To provide some insight about the different experiences users have on different ISP networks, while preserving the IP privacy of individual users, this dataset computes some aggregates from the telemetry data before the IP address information is discarded. The dataset is computed each day from the pings received the prior day.

The motivating question for this dataset was to understand which network operators are using the canary domain to disable DNS over HTTPS (DoH) by default for clients using their networks. If a user has not specifically turned DoH on or off, Firefox checks for indications that DoH should not be enabled. One of these checks is to perform a lookup for the canary domain using the client's default DNS resolver. If the lookup returns a NXDOMAIN error code indicating the canary domain does not exist, DoH will not be enabled by default. Network operators control this behavior by configuring the resolvers they provision for their clients.

An autonomous system represents a network with a common routing policy, often because it is controlled by a single entity. Autonomous systems advertise a set of routes, representing blocks of network addresses. We use them as a way to identify the entity controlling an IP address.

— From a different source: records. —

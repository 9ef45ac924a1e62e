use async_trait::async_trait;

use crate::{RawRecord, RawResult, ShelfmarkError, Source};

/// Fetch-and-deserialize contract for one external metadata source.
///
/// Implementations own transport and payload parsing. `Ok(None)` means the source answered
/// but had nothing for the request. Failures are reported as
/// [`ShelfmarkError::SourceUnavailable`] or [`ShelfmarkError::MalformedResponse`]; resolvers
/// absorb both into an empty result.
#[async_trait]
pub trait ProviderClient: Send + Sync {
    /// A stable identifier for logs (e.g., "google-books-http", "mock-open-library").
    fn name(&self) -> &'static str;

    /// The source this client talks to. Payloads returned must belong to the same source.
    fn source(&self) -> Source;

    /// Exact lookup by a normalized ISBN.
    async fn search_by_identifier(&self, isbn: &str) -> Result<Option<RawResult>, ShelfmarkError>;

    /// Free-text search by title and optional author.
    async fn search_by_title_author(
        &self,
        title: &str,
        author: Option<&str>,
    ) -> Result<Option<RawResult>, ShelfmarkError>;

    /// Fetch one full record by the source-native id.
    async fn fetch_by_native_id(&self, id: &str) -> Result<Option<RawRecord>, ShelfmarkError>;
}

The asn_aggregates dataset, created in bug 1615269, contains the columns:

  • autonomous_system_number (int64): the number of the autonomous system from which pings were submitted
  • submission_date (date): the date that pings reached the ingestion endpoint
  • n_clients (int64): number of Firefox clients sending event pings that day, from that AS
  • doh_enabled (int64): number of clients who sent a enable_doh result for the canary heuristic that day, from that AS
  • doh_disabled (int64): number of clients who sent a disable_doh result for the canary heuristic that day, from that AS

The canary heuristic indicates whether a client was able to resolve; this is a mechanism available to network operators who may choose to disable DoH by default for their clients.

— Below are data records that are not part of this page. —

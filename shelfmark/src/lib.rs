//! Shelfmark resolves bibliographic queries against multiple metadata sources.
//!
//! Overview
//! - [`SourceResolver`] runs the per-source pipeline: cache lookup, rate-window admission,
//!   exact ISBN search, fallback title/author search, scoring, filtering and caching.
//! - [`Shelfmark`] fans a query out over every enabled source and merges the answers by
//!   priority and score.
//! - Provider failures and timeouts degrade to empty results. Cancellation is the only error a
//!   caller sees from `search` or `resolve`.
//!
//! Key behaviors and trade-offs
//! - Cache hits never touch the rate window; misses consume one admission per search,
//!   covering both the identifier lookup and its text fallback.
//! - Only non-empty provider answers are cached. A list filtered down to nothing by the
//!   threshold is still cached, so a repeated query costs nothing until the entry expires.
//! - Rate windows admit one waiter at a time; a burst of callers is served in whatever order
//!   the slot lock grants, not strictly first-come.
//!
//! Examples
//! ```rust,ignore
//! use std::sync::Arc;
//! use shelfmark::{CancellationToken, Query, Shelfmark, Source};
//! use shelfmark_mock::MockProvider;
//!
//! let shelfmark = Shelfmark::builder()
//!     .with_provider(Arc::new(MockProvider::google_books()))
//!     .with_provider(Arc::new(MockProvider::open_library()))
//!     .fuzzy_match_threshold(80)
//!     .build()?;
//!
//! let cancel = CancellationToken::new();
//! let query = Query::title("The Hobbit").with_author("J.R.R. Tolkien");
//! let best = shelfmark.search(&query, &cancel).await?;
//! let record = shelfmark.resolve(&query, &cancel).await?;
//! ```
//!
//! See `shelfmark/examples/` for a runnable walkthrough.
#![warn(missing_docs)]

pub(crate) mod core;
pub mod resolver;
mod router;

pub use core::{Shelfmark, ShelfmarkBuilder};
pub use resolver::{SearchCache, SourceResolver, author_from_title};
pub use router::util::{dedup_key, merge_ranked};

pub use shelfmark_middleware::{RateGate, ResultCache, SlidingWindow};
pub use tokio_util::sync::CancellationToken;

// Re-export core types for convenience
pub use shelfmark_core::{
    BookRecord, Candidate, IdKind, Isbn, ProviderClient, ProviderIds, Query, RawRecord,
    RawResult, ResolverSettings, ScoredCandidate, ShelfmarkConfig, ShelfmarkError, Source,
    SourceSettings, composite_score, extract_from_text, normalize_isbn, text_similarity,
};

We record rows only for ASs where n_clients is at least 500.

The ingestion endpoint only accepts connections with IPv4. If that changes, clients submitting telemetry from IPv6 addresses will be ignored by this dataset.

The client AS number is determined by looking up the client's IP address in a MaxMind database.

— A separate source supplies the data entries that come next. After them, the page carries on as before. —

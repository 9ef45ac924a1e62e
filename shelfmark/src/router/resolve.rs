use shelfmark_core::{BookRecord, Query, ShelfmarkError};
use tokio_util::sync::CancellationToken;

use crate::Shelfmark;

impl Shelfmark {
    /// Resolve `query` to a single full record.
    ///
    /// Sources are tried one at a time in priority order; the first one that yields a record
    /// wins and later sources are not contacted.
    ///
    /// # Errors
    /// Returns `ShelfmarkError::Cancelled` if `cancel` fires.
    #[cfg_attr(
        feature = "tracing",
        tracing::instrument(
            name = "shelfmark::resolve",
            skip(self, query, cancel),
            fields(title = ?query.title, isbn = ?query.isbn),
        )
    )]
    pub async fn resolve(
        &self,
        query: &Query,
        cancel: &CancellationToken,
    ) -> Result<Option<BookRecord>, ShelfmarkError> {
        for resolver in &self.resolvers {
            if let Some(record) = resolver.resolve(query, cancel).await? {
                #[cfg(feature = "tracing")]
                tracing::debug!(source = %resolver.source(), name = %record.name, "resolved");
                return Ok(Some(record));
            }
        }
        Ok(None)
    }
}
use std::collections::HashSet;

use shelfmark_core::similarity::normalize_title;
use shelfmark_core::{IdKind, ScoredCandidate};

/// Identity used to collapse the same book reported by several sources.
///
/// Candidates with an ISBN are identified by it; the rest by normalized name plus year.
#[must_use]
pub fn dedup_key(c: &ScoredCandidate) -> String {
    match c.candidate.ids.get(IdKind::Isbn) {
        Some(isbn) => format!("isbn:{isbn}"),
        None => format!(
            "name:{}|{}",
            normalize_title(&c.candidate.name),
            c.candidate.year.map(|y| y.to_string()).unwrap_or_default()
        ),
    }
}

/// Merge per-source lists given in priority order.
///
/// The result is stable-sorted by descending score, so equal scores keep source priority and
/// provider order. Only the first occurrence of each [`dedup_key`] survives. The list is cut to
/// `limit` entries.
#[must_use]
pub fn merge_ranked(lists: Vec<Vec<ScoredCandidate>>, limit: usize) -> Vec<ScoredCandidate> {
    let mut merged: Vec<ScoredCandidate> = lists.into_iter().flatten().collect();
    merged.sort_by_key(|c| std::cmp::Reverse(c.score));
    let mut seen = HashSet::new();
    merged.retain(|c| seen.insert(dedup_key(c)));
    merged.truncate(limit);
    merged
}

Some notes on interpretation:

  • ASs can change route announcements frequently, so the MaxMind database may be stale
  • Telemetry is not necessarily sent on network change events, so users may record activity on one network and submit it from another.
  • The number of distinct client evaluating DoH heuristics is not currently captured; if clients report both enabled and disabled states for DoH, they will be double-counted.